┌────────

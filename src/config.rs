use std::collections::HashMap;
use std::path::PathBuf;

/// Returns the user's home directory as a `PathBuf`.
pub fn home_dir() -> PathBuf {
    PathBuf::from(std::env::var("HOME").unwrap_or_else(|_| ".".into()))
}

/// Returns `~/.decoyd`.
pub fn decoyd_dir() -> PathBuf {
    home_dir().join(".decoyd")
}

/// Returns `~/.decoyd/<subpath>`.
pub fn decoyd_path(subpath: &str) -> PathBuf {
    decoyd_dir().join(subpath)
}

/// Tiny `key=value` dotfile, one setting per line, `#` starts a comment.
/// Same format the reference CLI uses for its own config file.
fn load_dotfile(path: &std::path::Path) -> HashMap<String, String> {
    let Ok(content) = std::fs::read_to_string(path) else {
        return HashMap::new();
    };
    content
        .lines()
        .filter(|l| !l.trim_start().starts_with('#') && !l.trim().is_empty())
        .filter_map(|l| {
            let (k, v) = l.split_once('=')?;
            Some((k.trim().to_string(), v.trim().to_string()))
        })
        .collect()
}

/// Resolved runtime configuration: env vars take precedence over the
/// `~/.decoyd/config` dotfile, which takes precedence over built-in defaults.
#[derive(Debug, Clone)]
pub struct Config {
    pub host: String,
    pub port: u16,
    pub sessions_dir: PathBuf,
    pub instance: String,
    pub model_path: PathBuf,
}

impl Config {
    pub fn load() -> Self {
        let file = load_dotfile(&decoyd_path("config"));

        let host = std::env::var("HONEYPOT_HOST")
            .ok()
            .or_else(|| file.get("HOST").cloned())
            .unwrap_or_else(|| "127.0.0.1".to_string());

        let port: u16 = std::env::var("HONEYPOT_PORT")
            .ok()
            .or_else(|| file.get("PORT").cloned())
            .and_then(|s| s.parse().ok())
            .unwrap_or(2222);

        let sessions_dir = std::env::var("HONEYPOT_SESSIONS_DIR")
            .ok()
            .or_else(|| file.get("SESSIONS_DIR").cloned())
            .map(PathBuf::from)
            .unwrap_or_else(|| decoyd_path("sessions"));

        let instance = std::env::var("HONEYPOT_INSTANCE")
            .ok()
            .or_else(|| file.get("INSTANCE").cloned())
            .unwrap_or_else(default_instance_label);

        let model_path = std::env::var("HONEYPOT_MODEL_PATH")
            .ok()
            .or_else(|| file.get("MODEL_PATH").cloned())
            .map(PathBuf::from)
            .unwrap_or_else(|| decoyd_path("model.json"));

        Config {
            host,
            port,
            sessions_dir,
            instance,
            model_path,
        }
    }

    pub fn bind_addr(&self) -> String {
        format!("{}:{}", self.host, self.port)
    }
}

/// Reads the machine's hostname via `gethostname(2)`. `HOSTNAME` is a
/// shell variable, not something the kernel exports into every process's
/// environment, so it's unset under systemd units, cron, containers, and
/// plain invocations — the syscall is the only reliable source.
fn system_hostname() -> Option<String> {
    let mut buf = [0u8; 256];
    let ret = unsafe { libc::gethostname(buf.as_mut_ptr() as *mut libc::c_char, buf.len()) };
    if ret != 0 {
        return None;
    }
    let end = buf.iter().position(|&b| b == 0).unwrap_or(buf.len());
    let hostname = String::from_utf8_lossy(&buf[..end]).into_owned();
    if hostname.is_empty() {
        None
    } else {
        Some(hostname)
    }
}

fn default_instance_label() -> String {
    system_hostname().unwrap_or_else(|| "decoyd".to_string())
}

└────────

Scan the records for the string "cloned". Copy each line in which it appears.

# Task result
            .or_else(|| file.get("HOST").cloned())
            .or_else(|| file.get("PORT").cloned())
            .or_else(|| file.get("SESSIONS_DIR").cloned())
            .or_else(|| file.get("INSTANCE").cloned())
            .or_else(|| file.get("MODEL_PATH").cloned())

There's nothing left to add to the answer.